Je pense que l’éthique Biblique peut être-là pour rappeler à nos institutions citoyennes et communautaires un essentiel : le rapport humain influe la souffrance. Certes, nous avons nos limites, mais nous avons aussi nos capacités, non pas à réparer ou à effacer la souffrance du monde dans son entièreté, mais au minimum, à tenter de la rendre un peu moins pénible pour la supporter ensemble. Une façon pour moi de placer un premier contour de l'éthique du soin.

Pour conclure, je nous laisse en méditation les deux passages bibliques suivant pour nourrir notre désir de ne pas dévier de la volonté de porter une attention bonne pour la vie d'autrui en vue de son salut qui commence ici sur terre !

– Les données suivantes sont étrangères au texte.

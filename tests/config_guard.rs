// SPDX-License-Identifier: MIT
// Fails if a committed config file carries something that looks like a
// private key. Keys belong in WALLET_KEY in the environment or an untracked .env.

use regex::Regex;
use std::fs;
use std::path::Path;

#[test]
fn no_committed_hex_keys_in_configs() {
    let key = Regex::new(r"(?i)\b(0x)?[a-f0-9]{64}\b").unwrap();
    let candidates = [
        "config.toml",
        "config.example.toml",
        "config.yaml",
        "config.json",
    ];
    for file in candidates {
        if !Path::new(file).exists() {
            continue;
        }
        let body = fs::read_to_string(file).expect("read config");
        for (idx, line) in body.lines().enumerate() {
            let line = line.trim_start();
            if line.starts_with('#') {
                continue;
            }
            if key.is_match(line) {
                panic!("Secret-looking hex in {} at line {}", file, idx + 1);
            }
        }
    }
}

#[test]
fn example_config_has_no_wallet_key() {
    let path = "config.example.toml";
    if !Path::new(path).exists() {
        return;
    }
    let body = fs::read_to_string(path).expect("read example");
    assert!(!body.to_ascii_lowercase().contains("wallet_key ="));
}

"Ne jugez pas afin de ne pas être jugés, car on vous jugera de la même manière que vous aurez jugé et on utilisera pour vous la mesure dont vous vous serez servis. Pourquoi vois-tu la paille qui est dans l'œil de ton frère et ne remarques-tu pas la poutre qui est dans ton œil ? Ou comment peux-tu dire à ton frère : ‘Laisse-moi enlever la paille de ton œil', alors que toi, tu as une poutre dans le tien ?  Hypocrite, enlève d'abord la poutre de ton œil, et alors tu verras clair pour retirer la paille de l'œil de ton frère."

Matthieu 7.1-5

"Nous vous y invitons, frères et sœurs: avertissez ceux qui vivent dans le désordre, réconfortez ceux qui sont abattus, soutenez les faibles, faites preuve de patience envers tous."                                                                                                     1Thessaloniciens 5.14

 

Ecrit finalisé le O7 novembre 2021

1. Selma Fraiberg (1918-1981) était une pédopsychiatre, auteur et assistante sociale américaine. Elle a étudié les nourrissons atteints de cécité congénitale dans les années 1970.

2. Psaume 25.16

3. Jacques Michelet, psychologue et psychothérapeute. Dans son ouvrage "Prendre soin de soi et de l'autre en soi".

4. Josy Eisenbergh (1933-2017) dans A Bible ouverte, présence du Judaïsme chez Albin Michel.  Il fut rabbin, auteur, producteur et réalisateur de télévision français, d'origine polonaise et hassidique.